- Assignment -
Look for "let entry = self.entries.get(id).ok_or_else(not_found)?;" in the entries below. Then write out exactly the line that holds it and every line after it, to the last, and nothing else.

[Records contained in a dataset]
[Start of Attachment]

//! Dataset descriptors and path resolution
//!
//! Dataset acquisition and profiling live outside this crate. The benchmark
//! only needs an immutable descriptor per dataset and a resolver that maps a
//! `DatasetId` to the file of its test (or training) split.

mod io;

pub use io::{extract_features, load_dataset, load_labels_only, DataMatrix, DatasetFrame};

use std::collections::BTreeMap;
use std::fmt;
use std::path::{Path, PathBuf};

use serde::{Deserialize, Serialize};

use crate::data_types::{InputDimensionality, TrainingType};
use crate::{Error, Result};

/// Identity of a dataset: (collection name, dataset name).
#[derive(Debug, Clone, PartialEq, Eq, Hash, PartialOrd, Ord, Serialize, Deserialize)]
pub struct DatasetId {
    collection: String,
    name: String,
}

impl DatasetId {
    /// Create a dataset identifier.
    #[must_use]
    pub fn new(collection: impl Into<String>, name: impl Into<String>) -> Self {
        Self {
            collection: collection.into(),
            name: name.into(),
        }
    }

    /// Collection name.
    #[must_use]
    pub fn collection(&self) -> &str {
        &self.collection
    }

    /// Dataset name.
    #[must_use]
    pub fn name(&self) -> &str {
        &self.name
    }
}

impl fmt::Display for DatasetId {
    fn fmt(&self, f: &mut fmt::Formatter<'_>) -> fmt::Result {
        write!(f, "{}/{}", self.collection, self.name)
    }
}

/// Immutable dataset descriptor.
#[derive(Debug, Clone, PartialEq, Eq, Serialize, Deserialize)]
pub struct Dataset {
    id: DatasetId,
    training_type: TrainingType,
    input_dimensionality: InputDimensionality,
    length: Option<usize>,
}

impl Dataset {
    /// Create a dataset descriptor.
    #[must_use]
    pub const fn new(
        id: DatasetId,
        training_type: TrainingType,
        input_dimensionality: InputDimensionality,
    ) -> Self {
        Self {
            id,
            training_type,
            input_dimensionality,
            length: None,
        }
    }

    /// Attach the length (number of points) of the test split.
    #[must_use]
    pub const fn with_length(mut self, length: usize) -> Self {
        self.length = Some(length);
        self
    }

    /// Dataset identity.
    #[must_use]
    pub const fn id(&self) -> &DatasetId {
        &self.id
    }

    /// Collection name.
    #[must_use]
    pub fn collection_name(&self) -> &str {
        self.id.collection()
    }

    /// Dataset name.
    #[must_use]
    pub fn name(&self) -> &str {
        self.id.name()
    }

    /// Training type of the dataset.
    #[must_use]
    pub const fn training_type(&self) -> TrainingType {
        self.training_type
    }

    /// Input dimensionality of the dataset.
    #[must_use]
    pub const fn input_dimensionality(&self) -> InputDimensionality {
        self.input_dimensionality
    }

    /// Length of the test split, if known.
    #[must_use]
    pub const fn length(&self) -> Option<usize> {
        self.length
    }
}

/// Maps dataset identities to files on disk.
pub trait DatasetResolver: Send + Sync {
    /// Resolve the path of the training (`train = true`) or test split.
    ///
    /// # Errors
    ///
    /// Returns `Error::DatasetNotFound` if no such split exists.
    fn resolve_path(&self, id: &DatasetId, train: bool) -> Result<PathBuf>;
}

#[derive(Debug, Clone)]
struct RegistryEntry {
    dataset: Dataset,
    test_path: PathBuf,
    train_path: Option<PathBuf>,
}

/// In-memory dataset index rooted at a directory.
///
/// Relative split paths are resolved against the root directory.
#[derive(Debug, Clone)]
pub struct DatasetRegistry {
    root: PathBuf,
    entries: BTreeMap<DatasetId, RegistryEntry>,
}

impl DatasetRegistry {
    /// Create an empty registry rooted at `root`.
    #[must_use]
    pub fn new(root: impl Into<PathBuf>) -> Self {
        Self {
            root: root.into(),
            entries: BTreeMap::new(),
        }
    }

    /// Register (or replace) a dataset with its test and optional training split.
    pub fn register(
        &mut self,
        dataset: Dataset,
        test_path: impl Into<PathBuf>,
        train_path: Option<PathBuf>,
    ) {
        self.entries.insert(
            dataset.id().clone(),
            RegistryEntry {
                dataset,
                test_path: test_path.into(),
                train_path,
            },
        );
    }

    /// Number of registered datasets.
    #[must_use]
    pub fn len(&self) -> usize {
        self.entries.len()
    }

    /// Whether no dataset is registered.
    #[must_use]
    pub fn is_empty(&self) -> bool {
        self.entries.is_empty()
    }

    /// Descriptor of a registered dataset.
    #[must_use]
    pub fn get(&self, id: &DatasetId) -> Option<&Dataset> {
        self.entries.get(id).map(|entry| &entry.dataset)
    }

    /// Descriptors matching `filter`, ordered by identity.
    pub fn select<F>(&self, filter: F) -> Vec<Dataset>
    where
        F: Fn(&Dataset) -> bool,
    {
        self.entries
            .values()
            .map(|entry| &entry.dataset)
            .filter(|dataset| filter(dataset))
            .cloned()
            .collect()
    }

    fn absolute(&self, path: &Path) -> PathBuf {
        if path.is_absolute() {
            path.to_path_buf()
        } else {
            self.root.join(path)
        }
    }
}

impl DatasetResolver for DatasetRegistry {
    fn resolve_path(&self, id: &DatasetId, train: bool) -> Result<PathBuf> {
        let not_found = || Error::DatasetNotFound {
            collection: id.collection().to_string(),
            name: id.name().to_string(),
            split: if train { "train" } else { "test" },
        };

        let entry = self.entries.get(id).ok_or_else(not_found)?;
        let path = if train {
            entry.train_path.as_deref().ok_or_else(not_found)?
        } else {
            entry.test_path.as_path()
        };
        Ok(self.absolute(path))
    }
}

[End of Attachment]

- Response area -
        let entry = self.entries.get(id).ok_or_else(not_found)?;
        let path = if train {
            entry.train_path.as_deref().ok_or_else(not_found)?
        } else {
            entry.test_path.as_path()
        };
        Ok(self.absolute(path))
    }
}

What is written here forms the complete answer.